The April 15 Tax March in Washington, DC, reiterating 200 others nationwide and even in some places overseas, drew a crowd of 25,000 protesting Trump's refusal to release his tax returns. This violates a protocol active since the Watergate scandal. President Nixon was the first to comply and all presidents after him did so as well, unquestioningly.
Democracy is hard work, I thought, scribbling, photographing, and later marching nearly three miles. We're doing it.
"Think he's gonna listen?" asked one cynic. "Wanna go to Siberia?" asked another, both of whom I ignored.
Religion opened and closed the two-hours rally. The initial speaker, Rabbi Nehama Benmosche, recited the Hebrew shma as I cringed awaiting anti-Semitic responses that didn't occur. Deo gratias. She spoke of the significance of Passover Week this day before Easter--how the Children of Israel had thrown off Pharoah's oppression. People's power is huge, she told us. I am the rich daughter of the former head of AIG. I see nonetheless that our tax system is wrong. "Let's work together to repair this world!"
Senator Ron Wyden (D-OR) sounded most progressive with his repeated refrain of "We're taking your gloves off, knock off the tax rip-off!" No more money to Cayman Islands to duck taxes! No more outsourcing employment! Knock off the secrecy and disclose your tax returns!"
Most of our taxes are subtracted from our paychecks, while the select few decide how much they pay.
The ranking member of the Senate Finance Committee compared Trump to a teenager hiding his bad report card from his parents.

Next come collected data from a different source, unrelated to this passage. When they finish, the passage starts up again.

//! Core traits and types for docqa
//!
//! This crate defines the data model (pages, chunks, conversation turns) and the
//! capability-facing interfaces for LLM providers, embedders and vector stores,
//! so the pipeline and the session can be tested against in-memory fakes.

pub mod conversation;
pub mod document;
pub mod embedding;
pub mod error;
pub mod llm;
pub mod vector_store;

#[cfg(test)]
mod tests;

pub use conversation::{ConversationTurn, Role};
pub use document::{Chunk, Page, PdfDocument};
pub use embedding::{DEFAULT_EMBEDDING_DIMENSION, DEFAULT_EMBEDDING_MODEL, Embedder};
pub use error::{Error, Result};
pub use llm::{DEFAULT_MODEL, GenerationConfig, GenerationResult, LLMProvider};
pub use vector_store::{IndexedChunk, ScoredChunk, SearchConfig, VectorStore};
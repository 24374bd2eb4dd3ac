//! LLM provider trait and types

use async_trait::async_trait;
use serde::{Deserialize, Serialize};
use std::time::Duration;

use super::Result;

/// Default chat model
pub const DEFAULT_MODEL: &str = "llama-3.3-70b-versatile";

/// Configuration for text generation
#[derive(Debug, Clone, Serialize, Deserialize)]
pub struct GenerationConfig {
    pub model_id: String,
    pub temperature: f32,
    pub max_tokens: Option<u32>,
    pub timeout: Duration,
}

impl Default for GenerationConfig {
    fn default() -> Self {
        Self {
            model_id: DEFAULT_MODEL.to_string(),
            temperature: 0.0,
            max_tokens: None,
            timeout: Duration::from_secs(60),
        }
    }
}

/// Result of a text generation request
#[derive(Debug, Clone, Serialize, Deserialize)]
pub struct GenerationResult {
    pub text: String,
    pub model_id: String,
    pub tokens_used: Option<u32>,
}

/// Trait for hosted LLM providers (Groq, any OpenAI-compatible endpoint, ...)
///
/// A provider is invoked once per question with a single prompt; there is no
/// streaming and no conversation memory at this level.
#[async_trait]
pub trait LLMProvider: Send + Sync {
    /// Verify the credential against the provider
    async fn connect(&mut self) -> Result<()>;

    /// Generate text using the LLM with default configuration
    async fn generate(&self, prompt: &str) -> Result<GenerationResult>;

    /// Generate text with custom configuration
    async fn generate_with_config(
        &self,
        prompt: &str,
        config: &GenerationConfig,
    ) -> Result<GenerationResult>;

    /// Get the model ID being used
    fn model_id(&self) -> &str;
}
//! Per-user session: credential, current index and conversation log
//!
//! The session moves from `NoDocument` to `DocumentIndexed` only on an explicit
//! upload. Uploading the same bytes again keeps the existing index; uploading a
//! different document replaces the index and clears the conversation.

use std::path::Path;

use serde::Serialize;
use tracing::{debug, info};

use docqa_core::{ConversationTurn, Error, LLMProvider, Result, ScoredChunk};
use docqa_rag::{Answer, DocumentIndex, RagPipeline, fingerprint};

/// Where the session is in its lifecycle
#[derive(Debug)]
pub enum SessionState {
    NoDocument,
    DocumentIndexed(DocumentIndex),
}

/// What happened to an uploaded document
#[derive(Debug, Clone, PartialEq, Eq, Serialize)]
pub enum UploadOutcome {
    Indexed {
        source: String,
        pages: usize,
        chunks: usize,
    },
    /// Same bytes as the indexed document; nothing was rebuilt
    AlreadyIndexed { source: String },
    /// The PDF parsed but contained no extractable text
    Empty { source: String },
    /// Kept until a credential is provided
    AwaitingCredential { source: String },
}

/// Result of a question
#[derive(Debug)]
pub enum AskOutcome {
    Answered(Answer),
    NeedsCredential,
    NeedsDocument,
}

/// Snapshot of the session for `/status`
#[derive(Debug, Clone, Serialize)]
pub struct SessionStatus {
    pub credential: bool,
    pub document: Option<String>,
    pub pages: usize,
    pub chunks: usize,
    pub pending_upload: Option<String>,
    pub turns: usize,
    pub embedding_model: String,
    pub top_k: usize,
}

struct PendingUpload {
    source: String,
    bytes: Vec<u8>,
}

pub struct Session {
    pipeline: RagPipeline,
    llm: Option<Box<dyn LLMProvider>>,
    state: SessionState,
    pending: Option<PendingUpload>,
    conversation: Vec<ConversationTurn>,
    last_sources: Vec<ScoredChunk>,
}

impl Session {
    pub fn new(pipeline: RagPipeline) -> Self {
        Self {
            pipeline,
            llm: None,
            state: SessionState::NoDocument,
            pending: None,
            conversation: Vec::new(),
            last_sources: Vec::new(),
        }
    }

    pub fn state(&self) -> &SessionState {
        &self.state
    }

    pub fn has_credential(&self) -> bool {
        self.llm.is_some()
    }

    pub fn has_pending_upload(&self) -> bool {
        self.pending.is_some()
    }

    /// Verify and store a provider; on failure the session is left without one
    pub async fn set_credential(&mut self, mut provider: Box<dyn LLMProvider>) -> Result<()> {
        self.llm = None;
        provider.connect().await?;
        info!(model = provider.model_id(), "credential accepted");
        self.llm = Some(provider);
        Ok(())
    }

    pub async fn upload_path(&mut self, path: &Path) -> Result<UploadOutcome> {
        let bytes = std::fs::read(path)?;
        let source = path
            .file_name()
            .map(|n| n.to_string_lossy().to_string())
            .unwrap_or_else(|| path.display().to_string());
        self.upload(bytes, &source).await
    }

    /// Handle an upload event
    pub async fn upload(&mut self, bytes: Vec<u8>, source: &str) -> Result<UploadOutcome> {
        if self.llm.is_none() {
            debug!(source, "holding upload until a credential is set");
            self.pending = Some(PendingUpload {
                source: source.to_string(),
                bytes,
            });
            return Ok(UploadOutcome::AwaitingCredential {
                source: source.to_string(),
            });
        }

        self.pending = None;
        self.ingest(&bytes, source).await
    }

    /// Index an upload that arrived before the credential did
    pub async fn index_pending(&mut self) -> Option<Result<UploadOutcome>> {
        if self.llm.is_none() {
            return None;
        }
        let pending = self.pending.take()?;
        Some(self.ingest(&pending.bytes, &pending.source).await)
    }

    async fn ingest(&mut self, bytes: &[u8], source: &str) -> Result<UploadOutcome> {
        let fingerprint = fingerprint(bytes);
        if let SessionState::DocumentIndexed(index) = &self.state {
            if index.fingerprint == fingerprint {
                debug!(source, "document already indexed");
                return Ok(UploadOutcome::AlreadyIndexed {
                    source: index.source.clone(),
                });
            }
        }

        // A new document: the old index and its conversation go away even if this one fails
        self.state = SessionState::NoDocument;
        self.conversation.clear();
        self.last_sources.clear();

        let document = self.pipeline.load(bytes, source)?;
        let index = self.pipeline.index(&document).await?;

        if index.is_empty() {
            return Ok(UploadOutcome::Empty {
                source: source.to_string(),
            });
        }

        let outcome = UploadOutcome::Indexed {
            source: index.source.clone(),
            pages: index.page_count,
            chunks: index.chunk_count,
        };
        self.state = SessionState::DocumentIndexed(index);
        Ok(outcome)
    }

    /// Answer a question from the indexed document
    ///
    /// Both turns are appended only once the answer exists, so a failed call
    /// leaves the transcript as it was.
    pub async fn ask(&mut self, question: &str) -> Result<AskOutcome> {
        let question = question.trim();
        if question.is_empty() {
            return Err(Error::InvalidInput("question is empty".to_string()));
        }

        let Some(llm) = self.llm.as_deref() else {
            return Ok(AskOutcome::NeedsCredential);
        };
        let SessionState::DocumentIndexed(index) = &self.state else {
            return Ok(AskOutcome::NeedsDocument);
        };

        let answer = self.pipeline.ask(index, question, llm).await?;

        self.conversation.push(ConversationTurn::user(question));
        self.conversation.push(ConversationTurn::assistant(answer.text.clone()));
        self.last_sources = answer.sources.clone();
        Ok(AskOutcome::Answered(answer))
    }

    /// Ordered turns, replayed on demand
    pub fn transcript(&self) -> &[ConversationTurn] {
        &self.conversation
    }

    pub fn last_sources(&self) -> &[ScoredChunk] {
        &self.last_sources
    }

    /// Forget the conversation but keep the index
    pub fn reset_conversation(&mut self) {
        self.conversation.clear();
        self.last_sources.clear();
    }

    pub fn status(&self) -> SessionStatus {
        let (document, pages, chunks) = match &self.state {
            SessionState::DocumentIndexed(index) => {
                (Some(index.source.clone()), index.page_count, index.chunk_count)
            }
            SessionState::NoDocument => (None, 0, 0),
        };

        SessionStatus {
            credential: self.has_credential(),
            document,
            pages,
            chunks,
            pending_upload: self.pending.as_ref().map(|p| p.source.clone()),
            turns: self.conversation.len(),
            embedding_model: self.pipeline.embedding_model().to_string(),
            top_k: self.pipeline.top_k(),
        }
    }
}
//! Axum HTTP surface: operator job triggers and the vendor webhook.

use std::future::Future;
use std::sync::Arc;

use axum::{
    extract::{Path, State},
    http::{header, HeaderMap, StatusCode},
    response::{IntoResponse, Response},
    routing::{get, post},
    Json, Router,
};
use fdm_core::{
    non_blank, parse_tenure, RefreshMode, RunSummary, TenureError, WebhookEvent, UPSWING_PROVIDER,
    WEBHOOK_ACTOR,
};
use fdm_jobs::{JobRunner, JobSet, WebSettings};
use fdm_storage::{StorageError, WebhookEventStore};
use rust_decimal::Decimal;
use serde::{Deserialize, Serialize};
use thiserror::Error;
use tokio::net::TcpListener;
use tower_http::trace::TraceLayer;
use tracing::{debug, error, info, warn};

pub const CRATE_NAME: &str = "fdm-web";

#[derive(Clone)]
pub struct AppState {
    pub portfolio: Arc<dyn JobRunner>,
    pub pending_journey: Arc<dyn JobRunner>,
    pub webhook_events: Arc<dyn WebhookEventStore>,
    pub webhook_token: Option<String>,
}

impl AppState {
    pub fn new(
        jobs: &JobSet,
        webhook_events: Arc<dyn WebhookEventStore>,
        webhook_token: Option<String>,
    ) -> Self {
        Self {
            portfolio: jobs.portfolio.clone(),
            pending_journey: jobs.pending_journey.clone(),
            webhook_events,
            webhook_token,
        }
    }
}

#[derive(Debug, Error)]
pub enum ApiError {
    #[error("{0}")]
    BadRequest(String),
    #[error("{0}")]
    Forbidden(String),
    #[error("storing webhook event failed: {0}")]
    Storage(#[from] StorageError),
}

impl From<TenureError> for ApiError {
    fn from(err: TenureError) -> Self {
        ApiError::BadRequest(err.to_string())
    }
}

#[derive(Serialize)]
struct ErrorBody {
    code: u16,
    message: String,
}

impl IntoResponse for ApiError {
    fn into_response(self) -> Response {
        let status = match &self {
            ApiError::BadRequest(_) => StatusCode::BAD_REQUEST,
            ApiError::Forbidden(_) => StatusCode::FORBIDDEN,
            ApiError::Storage(err) => {
                error!(error = %err, "webhook persistence failed");
                StatusCode::INTERNAL_SERVER_ERROR
            }
        };
        let body = Json(ErrorBody {
            code: status.as_u16(),
            message: self.to_string(),
        });
        (status, body).into_response()
    }
}

pub type ApiResult<T> = Result<T, ApiError>;

/// Event body posted by the vendor.
#[derive(Debug, Clone, Default, Deserialize)]
#[serde(rename_all = "camelCase", default)]
pub struct UpswingWebhookPayload {
    pub pci: String,
    pub fsi: Option<String>,
    pub amount: Option<Decimal>,
    pub tenure: Option<String>,
    pub journey_id: Option<String>,
    pub event_type: Option<String>,
    pub term_deposit_type: Option<String>,
    pub reason: Option<String>,
}

impl UpswingWebhookPayload {
    pub fn into_event(self, vendor: &str) -> ApiResult<WebhookEvent> {
        let client_code = self.pci.trim().to_string();
        if client_code.is_empty() {
            return Err(ApiError::BadRequest("pci is required".to_string()));
        }
        let tenure = parse_tenure(self.tenure.as_deref().unwrap_or_default())?;
        Ok(WebhookEvent {
            client_code,
            vendor: vendor.to_string(),
            tracking_id: non_blank(self.journey_id),
            event_type: non_blank(self.event_type),
            institution: non_blank(self.fsi),
            deposit_type: non_blank(self.term_deposit_type),
            amount: self.amount,
            tenure,
            failure_reason: non_blank(self.reason),
            created_by: WEBHOOK_ACTOR.to_string(),
            updated_by: WEBHOOK_ACTOR.to_string(),
        })
    }
}

pub fn app(state: AppState) -> Router {
    Router::new()
        .route("/v1/jobs/update/portfolio", get(portfolio_handler))
        .route(
            "/v1/jobs/update/portfolio/{refresher}",
            get(portfolio_refresher_handler),
        )
        .route("/v1/jobs/update/pendingJourney", get(pending_journey_handler))
        .route(
            "/v1/jobs/update/pendingJourney/{refresher}",
            get(pending_journey_refresher_handler),
        )
        .route(
            "/webhook/upswing/external/capture/event",
            post(upswing_webhook_handler),
        )
        .layer(TraceLayer::new_for_http())
        .with_state(Arc::new(state))
}

pub async fn serve<F>(settings: &WebSettings, state: AppState, shutdown: F) -> anyhow::Result<()>
where
    F: Future<Output = ()> + Send + 'static,
{
    let listener = TcpListener::bind((settings.host.as_str(), settings.port)).await?;
    info!(addr = %listener.local_addr()?, "http server listening");
    axum::serve(listener, app(state))
        .with_graceful_shutdown(shutdown)
        .await?;
    Ok(())
}

async fn trigger(job: &Arc<dyn JobRunner>, refresher: &str) -> Json<RunSummary> {
    let mode = RefreshMode::from_refresher(refresher);
    info!(job = %job.job(), %mode, refresher, "job triggered over http");
    Json(job.do_job(mode).await)
}

async fn portfolio_handler(State(state): State<Arc<AppState>>) -> Json<RunSummary> {
    trigger(&state.portfolio, "").await
}

async fn portfolio_refresher_handler(
    State(state): State<Arc<AppState>>,
    Path(refresher): Path<String>,
) -> Json<RunSummary> {
    trigger(&state.portfolio, &refresher).await
}

async fn pending_journey_handler(State(state): State<Arc<AppState>>) -> Json<RunSummary> {
    trigger(&state.pending_journey, "").await
}

async fn pending_journey_refresher_handler(
    State(state): State<Arc<AppState>>,
    Path(refresher): Path<String>,
) -> Json<RunSummary> {
    trigger(&state.pending_journey, &refresher).await
}

fn check_webhook_token(expected: Option<&str>, headers: &HeaderMap) -> ApiResult<()> {
    let Some(expected) = expected else {
        return Ok(());
    };
    let presented = headers
        .get(header::AUTHORIZATION)
        .and_then(|v| v.to_str().ok())
        .and_then(|v| v.strip_prefix("Bearer "));
    if presented == Some(expected) {
        Ok(())
    } else {
        Err(ApiError::Forbidden("invalid token".to_string()))
    }
}

async fn upswing_webhook_handler(
    State(state): State<Arc<AppState>>,
    headers: HeaderMap,
    Json(payload): Json<UpswingWebhookPayload>,
) -> ApiResult<Json<serde_json::Value>> {
    if let Err(err) = check_webhook_token(state.webhook_token.as_deref(), &headers) {
        warn!("webhook rejected, bad token");
        return Err(err);
    }
    debug!(?payload, "upswing webhook event received");
    let event = payload.into_event(UPSWING_PROVIDER)?;
    state.webhook_events.save_event(&event).await?;
    info!(
        client_code = %event.client_code,
        event_type = event.event_type.as_deref().unwrap_or_default(),
        "webhook event stored"
    );
    Ok(Json(serde_json::json!({})))
}
use std::sync::Arc;

use anyhow::{bail, Context, Result};
use clap::{Parser, Subcommand, ValueEnum};
use fdm_core::{JobName, RefreshMode, RunOutcome};
use fdm_jobs::{build_scheduler, AppConfig, JobSet};
use fdm_storage::{connect, run_migrations, PgPool, PgWebhookEventStore};
use fdm_vendor::{UpswingClient, VendorGateway};
use fdm_web::AppState;
use tracing::{info, warn};
use tracing_subscriber::prelude::*;
use tracing_subscriber::{fmt, EnvFilter};

#[derive(Debug, Parser)]
#[command(name = "fdm-cli")]
#[command(about = "FD marketplace reconciliation jobs")]
struct Cli {
    #[command(subcommand)]
    command: Option<Commands>,
}

#[derive(Debug, Subcommand)]
enum Commands {
    /// Start the cron scheduler and the HTTP server.
    Serve,
    /// Run one reconciliation job once and print its summary.
    RunJob {
        #[arg(value_enum)]
        job: JobArg,
        /// Refresh only clients flagged for an instant refresh.
        #[arg(long)]
        instant: bool,
    },
    Migrate,
    ValidateToken,
}

#[derive(Debug, Clone, Copy, ValueEnum)]
enum JobArg {
    Portfolio,
    PendingJourney,
}

impl From<JobArg> for JobName {
    fn from(arg: JobArg) -> Self {
        match arg {
            JobArg::Portfolio => JobName::PortfolioUpdate,
            JobArg::PendingJourney => JobName::PendingJourneyUpdate,
        }
    }
}

fn init_tracing() {
    let filter = EnvFilter::try_from_default_env().unwrap_or_else(|_| EnvFilter::new("info"));
    let json = std::env::var("FDM_LOG_FORMAT")
        .map(|v| v.eq_ignore_ascii_case("json"))
        .unwrap_or(false);
    let registry = tracing_subscriber::registry().with(filter);
    if json {
        registry
            .with(fmt::layer().json().with_current_span(true))
            .init();
    } else {
        registry.with(fmt::layer().pretty()).init();
    }
}

async fn open_pool(config: &AppConfig) -> Result<PgPool> {
    connect(&config.database.pool_config())
        .await
        .context("connecting to postgres")
}

async fn shutdown_signal() {
    if let Err(err) = tokio::signal::ctrl_c().await {
        warn!(error = %err, "could not listen for ctrl-c");
        std::future::pending::<()>().await;
    }
    info!("shutdown signal received");
}

async fn serve(config: AppConfig) -> Result<()> {
    let pool = open_pool(&config).await?;
    run_migrations(&pool).await.context("running migrations")?;
    let jobs = JobSet::connect(&config, pool.clone()).context("wiring jobs")?;

    // Prime the vendor token before the first cron tick.
    jobs.token_renewal.run().await;

    let scheduler = if config.scheduler_enabled {
        let handle = build_scheduler(&config.crons, jobs.scheduled()).await?;
        handle
            .scheduler
            .start()
            .await
            .context("starting scheduler")?;
        info!(jobs = ?handle.registered, "scheduler started");
        Some(handle.scheduler)
    } else {
        warn!("scheduler disabled, jobs run only when triggered over http");
        None
    };

    let state = AppState::new(
        &jobs,
        Arc::new(PgWebhookEventStore::new(pool)),
        config.web.webhook_token.clone(),
    );
    fdm_web::serve(&config.web, state, shutdown_signal()).await?;

    if let Some(mut scheduler) = scheduler {
        scheduler
            .shutdown()
            .await
            .context("stopping scheduler")?;
    }
    Ok(())
}

async fn run_job(config: AppConfig, job: JobArg, instant: bool) -> Result<()> {
    let pool = open_pool(&config).await?;
    let jobs = JobSet::connect(&config, pool).context("wiring jobs")?;
    let name = JobName::from(job);
    let runner = jobs
        .runner(name)
        .with_context(|| format!("{name} is not a reconciliation job"))?;
    let mode = if instant {
        RefreshMode::Instant
    } else {
        RefreshMode::Scheduled
    };

    let summary = runner.do_job(mode).await;
    println!("{}", serde_json::to_string_pretty(&summary)?);
    if summary.outcome == RunOutcome::Aborted {
        bail!(
            "{name} aborted: {}",
            summary.error.as_deref().unwrap_or("unknown error")
        );
    }
    Ok(())
}

async fn validate_token(config: AppConfig) -> Result<()> {
    let client = UpswingClient::new(config.vendor).context("building vendor client")?;
    client
        .validate_token()
        .await
        .context("validating upswing token")?;
    if let Some(token) = client.token_cache().current().await {
        println!("upswing token valid until {}", token.expires_at);
    }
    Ok(())
}

#[tokio::main]
async fn main() -> Result<()> {
    init_tracing();
    let cli = Cli::parse();
    let config = AppConfig::load().context("loading configuration")?;

    match cli.command.unwrap_or(Commands::Serve) {
        Commands::Serve => serve(config).await?,
        Commands::RunJob { job, instant } => run_job(config, job, instant).await?,
        Commands::Migrate => {
            let pool = open_pool(&config).await?;
            run_migrations(&pool).await.context("running migrations")?;
            println!("migrations applied");
        }
        Commands::ValidateToken => validate_token(config).await?,
    }

    Ok(())
}
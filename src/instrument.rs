//! The checkpoint/restart pass as a whole

use crate::alias::{AliasOracle, MayAliasAll, ProvenanceOracle};
use crate::cfg::{split_merge_blocks, summarize};
use crate::error::AnalysisError;
use crate::il::{Function, Program};
use crate::instrument_config::InstrumentConfig;
use crate::liveness::Liveness;
use crate::log::*;
use crate::pointer_analysis::PointerAnalysis;
use crate::selector::select;
use crate::transform::{transform, SiteReport};

/// Outcome of instrumenting one function
#[derive(Clone, Debug, PartialEq, Eq)]
pub struct InstrumentationReport {
    pub function: String,
    pub sites: Vec<SiteReport>,
}

/// Instrument `f` in place. On error `f` is left in an unspecified state and must be discarded.
pub fn instrument_function(
    f: &mut Function,
    config: &InstrumentConfig,
) -> Result<InstrumentationReport, AnalysisError> {
    f.validate().map_err(AnalysisError::Malformed)?;
    if f.is_instrumented() {
        return Err(AnalysisError::AlreadyInstrumented(f.name.clone()));
    }

    let oracle: Box<dyn AliasOracle> = if config.use_conservative_alias_oracle {
        Box::new(MayAliasAll)
    } else {
        Box::new(ProvenanceOracle::new(f))
    };
    let pointers = PointerAnalysis::analyze(f, oracle.as_ref())?;
    debug!("Pointer analysis done"; "function" => &f.name, "pointers" => pointers.pointers().count());

    let merges = split_merge_blocks(f);
    let summary = summarize(f, &merges, Some(&pointers));
    let liveness = Liveness::compute(&summary);
    if config.trace_live_sets {
        for &b in &summary.order {
            trace!(
                "Live set";
                "block" => f.block_name(b),
                "in" => ?liveness
                    .live_in(b)
                    .records()
                    .iter()
                    .map(|u| f.value_name(u.value))
                    .collect::<Vec<_>>(),
            );
        }
    }

    let sites = select(&liveness);
    info!("Selected checkpoint sites"; "function" => &f.name, "count" => sites.len());

    let reports = transform(f, &pointers, &sites, config.keep_redundant_repair_merges)?;

    f.validate().map_err(AnalysisError::Malformed)?;
    f.verify_ssa().map_err(AnalysisError::Malformed)?;

    Ok(InstrumentationReport {
        function: f.name.clone(),
        sites: reports,
    })
}

/// Instrument the entry function `entry` of `program`. Other functions are left alone.
pub fn instrument_program(
    program: &mut Program,
    entry: &str,
    config: &InstrumentConfig,
) -> Result<InstrumentationReport, AnalysisError> {
    let f = program
        .function_mut(entry)
        .ok_or_else(|| AnalysisError::UnknownFunction(entry.to_string()))?;
    instrument_function(f, config)
}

"Lock him up" chanted the crowd. A later reference to "crooked Donald" reinforced this reference. By now McConnell would have already impeached Hillary if she'd been elected.
Ingenious, often paradoxical or ironic signs were everywhere. "Yo, Donny, what are you hiding?" read one. "Impeach Putin's puppet!" exhorted another. "There are too many Russian ties!" read a third depicting the president wearing three neckties. If police were present, they were in plain clothes. The atmosphere was relaxed--more so than usual, it seemed. There was nothing close to an incident requiring intervention. Uniformed police headed off traffic most cooperatively on the two busy streets of our march, Pennsylvania and Constitution Aves.
Heather McGhee, president of Demos, asked whom Trump was working for anyway. He is raising the Defense budget by $54 billion with funding cuts from We the People, but doesn't mind swallowing up the $23 billion a year in taxes from "illegal" immigrants.
The rich one percent are cheating us out of $400 billion a year, she said, but not to purify the water in Flint, Michigan. . . . "We're sending you the bill!"
Rep. Jamie Raskin (D-MD) evoked the American Revolution as he modernized the situation: taxation without representation is the plight of residents of the District of Columbia. "We have no kings here," he said. "In a democracy, the law is king." We want more than tweets reacting to television shows from a president, who is after all not a global CEO but a public servant. Before you rewrite the tax code, show us your taxes! he said. Put the United States, not yourself, first! The Russians we care about are marching in the streets of Moscow.
75 percent of the American people want Trump's taxes disclosed, said Lisa Gilbert of Public Citizen. Trump flies off to Mar-a-Lago on an average of every 2.8 days.
The two chairs of the Women's March were present. Tamika Mallory said that we had made history together. When she asked who among us had been there, every hand went up. Five million people around the world marched. We sparked resistance against sexism, racism, and fascism. We won't end with Donald Trump's taxes!
Three immigrant women speakers followed, defining taxes as a commitment to democracy. One worked at a fast-food restaurant earning $6.15 an hour, living in a single room with her four children. She pays taxes, she said.